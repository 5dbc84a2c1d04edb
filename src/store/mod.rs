//! Durable storage of opaque byte blobs.
//!
//! [ObjectStore] is the only thing the core asks of a storage engine: read a blob, and commit a
//! batch of writes all at once. Read-modify-write units run through [ObjectStore::atomically],
//! which stages every write of its body in a [Transaction] and commits them together only when the
//! body succeeds.
//!
//! [Library] sits on top of an injected store and persists outlines, notes and flashcards; the
//! outline, block and style algorithms never touch a store.
use std::{
    collections::BTreeMap,
    fmt::{Display, Formatter},
};

use crate::{
    chapter::Chapter,
    error::MarginaliaError,
    flashcard::FlashcardField,
    properties::{CardId, DocumentId},
};

pub mod file;
pub mod library;
pub mod memory;

pub use file::FileStore;
pub use library::Library;
pub use memory::MemoryStore;

/// Writes waiting for commit. `None` removes the key.
pub type StagedWrites = BTreeMap<String, Option<Vec<u8>>>;

pub trait ObjectStore {
    fn get(&self, key: &str) -> Result<Option<Vec<u8>>, MarginaliaError>;

    /// Apply every write or none of them.
    fn commit(&mut self, writes: StagedWrites) -> Result<(), MarginaliaError>;

    fn put(&mut self, key: &str, bytes: Vec<u8>) -> Result<(), MarginaliaError> {
        self.commit(StagedWrites::from([(key.to_string(), Some(bytes))]))
    }

    fn remove(&mut self, key: &str) -> Result<(), MarginaliaError> {
        self.commit(StagedWrites::from([(key.to_string(), None)]))
    }

    /// Run `body` against a transaction over this store. Its writes commit together when it
    /// returns `Ok`; an error discards them all.
    fn atomically<T, F>(&mut self, body: F) -> Result<T, MarginaliaError>
    where
        Self: Sized,
        F: FnOnce(&mut Transaction<'_, Self>) -> Result<T, MarginaliaError>,
    {
        let mut txn = Transaction::new(self);
        let output = body(&mut txn)?;
        let staged = txn.staged;
        if !staged.is_empty() {
            self.commit(staged)?;
        }
        Ok(output)
    }
}

/// Staged writes over a read-only view of a store. Reads see the staged writes first.
pub struct Transaction<'a, S: ObjectStore> {
    store: &'a S,
    staged: StagedWrites,
}

impl<'a, S: ObjectStore> Transaction<'a, S> {
    pub fn new(store: &'a S) -> Transaction<'a, S> {
        Transaction {
            store,
            staged: StagedWrites::new(),
        }
    }

    pub fn get(&self, key: &str) -> Result<Option<Vec<u8>>, MarginaliaError> {
        match self.staged.get(key) {
            Some(staged) => Ok(staged.clone()),
            None => self.store.get(key),
        }
    }

    pub fn put(&mut self, key: &str, bytes: Vec<u8>) {
        self.staged.insert(key.to_string(), Some(bytes));
    }

    pub fn remove(&mut self, key: &str) {
        self.staged.insert(key.to_string(), None);
    }

    /// Number of staged writes.
    pub fn staged(&self) -> usize {
        self.staged.len()
    }
}

/// The keys the library stores its blobs under.
#[derive(Clone, Debug, PartialEq, Eq, Hash, PartialOrd, Ord)]
pub enum StoreKey {
    /// Outline records of a document.
    Outline(DocumentId),
    /// The note written for one chapter of a document.
    Note(DocumentId, Chapter),
    /// Ids of the flashcards made from a document.
    CardIndex(DocumentId),
    Card(CardId),
    CardField(CardId, FlashcardField),
}

impl Display for StoreKey {
    fn fmt(&self, f: &mut Formatter<'_>) -> std::fmt::Result {
        match self {
            StoreKey::Outline(doc) => write!(f, "outline/{doc}"),
            StoreKey::Note(doc, chapter) => write!(f, "note/{doc}/{chapter}"),
            StoreKey::CardIndex(doc) => write!(f, "cards/{doc}"),
            StoreKey::Card(card) => write!(f, "card/{card}"),
            StoreKey::CardField(card, field) => write!(f, "card/{card}/{field}"),
        }
    }
}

═══

What to produce:
Copy out all lines above that include the string "only".

Result of the exercise:
//! [ObjectStore] is the only thing the core asks of a storage engine: read a blob, and commit a
//! which stages every write of its body in a [Transaction] and commits them together only when the
/// Staged writes over a read-only view of a store. Reads see the staged writes first.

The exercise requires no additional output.